Individuals who were born in Puerto Rico, Guam or the U.S. Virgin Islands are U.S. persons. A resident of Guam, Puerto Rico or the U.S. Virgin Islands who was not born there is not a U.S. citizen (unless the individual is a U.S. citizen under the rules described in part two of this series).
The 183-day substantial presence test is based on days spent in the U.S., a term which does not include U.S. possessions or territories. Therefore, bona fide residents of Puerto Rico, Guam, Commonwealth of the Northern Mariana Islands, the U.S. Virgin Islands and American Samoa who are not U.S. citizens or green-card holders are nonresident aliens for federal income tax purposes.

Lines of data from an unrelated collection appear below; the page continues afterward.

// Keyfire Config Paths
// Locating the shortcut file under the XDG config directory

use std::env;
use std::path::{Path, PathBuf};

use super::ConfigError;

/// File name looked up in the config directory
pub const CONFIG_FILE_NAME: &str = "keyfire.conf";

/// Expand a leading `~` to the home directory
pub fn expand_path(raw: &str) -> PathBuf {
    PathBuf::from(shellexpand::tilde(raw).as_ref())
}

/// Default config file: `$XDG_CONFIG_HOME/keyfire.conf`.
///
/// When `XDG_CONFIG_HOME` holds a colon-separated list, the first entry that
/// is an existing directory wins. Falls back to the platform config dir.
pub fn default_config_path() -> Option<PathBuf> {
    let xdg = env::var("XDG_CONFIG_HOME").ok();
    config_dir_from(xdg.as_deref(), dirs::config_dir()).map(|dir| dir.join(CONFIG_FILE_NAME))
}

/// Config file to load: the explicit one if given, else the default.
pub fn resolve_config_path(explicit: Option<&str>) -> Result<PathBuf, ConfigError> {
    match explicit {
        Some(raw) => Ok(expand_path(raw)),
        None => default_config_path()
            .ok_or_else(|| ConfigError::NotFound(PathBuf::from(CONFIG_FILE_NAME))),
    }
}

fn config_dir_from(xdg: Option<&str>, fallback: Option<PathBuf>) -> Option<PathBuf> {
    let xdg = match xdg.map(str::trim) {
        Some(value) if !value.is_empty() => value,
        _ => return fallback,
    };

    if !xdg.contains(':') {
        return Some(expand_path(xdg));
    }

    xdg.split(':')
        .filter(|entry| !entry.is_empty())
        .map(expand_path)
        .find(|dir| Path::is_dir(dir))
        .or(fallback)
}

#[cfg(test)]
mod tests {
    use super::*;

    #[test]
    fn test_unset_uses_fallback() {
        let fallback = Some(PathBuf::from("/home/u/.config"));
        assert_eq!(config_dir_from(None, fallback.clone()), fallback);
        assert_eq!(config_dir_from(Some("  "), fallback.clone()), fallback);
    }

    #[test]
    fn test_single_dir_is_used_as_is() {
        assert_eq!(
            config_dir_from(Some("/etc/xdg"), None),
            Some(PathBuf::from("/etc/xdg"))
        );
    }

    #[test]
    fn test_list_picks_first_existing_dir() {
        let tmp = env::temp_dir();
        let list = format!("/nonexistent/a:{}:/", tmp.display());
        assert_eq!(config_dir_from(Some(&list), None), Some(tmp));
    }

    #[test]
    fn test_list_without_existing_dir_falls_back() {
        let fallback = Some(PathBuf::from("/fallback"));
        assert_eq!(
            config_dir_from(Some("/nonexistent/a:/nonexistent/b"), fallback.clone()),
            fallback
        );
    }

    #[test]
    fn test_tilde_expansion() {
        let expanded = expand_path("~/keyfire.conf");
        assert!(!expanded.starts_with("~"));
        assert!(expanded.ends_with("keyfire.conf"));
        assert_eq!(expand_path("/abs/path"), PathBuf::from("/abs/path"));
    }

    #[test]
    fn test_explicit_path_wins() {
        assert_eq!(
            resolve_config_path(Some("/tmp/custom.toml")).unwrap(),
            PathBuf::from("/tmp/custom.toml")
        );
    }
}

Branches of foreign corporations located in a U.S. possession are foreign persons. Corporations organized under the laws of Puerto Rico are also foreign persons. Corporations formed under the laws of Guam, the Northern Mariana Islands, U.S. Virgin Islands or American Samoa are subject to special ownership and effectively connected income tests. As a result, they may be either U.S. or foreign persons for withholding purposes.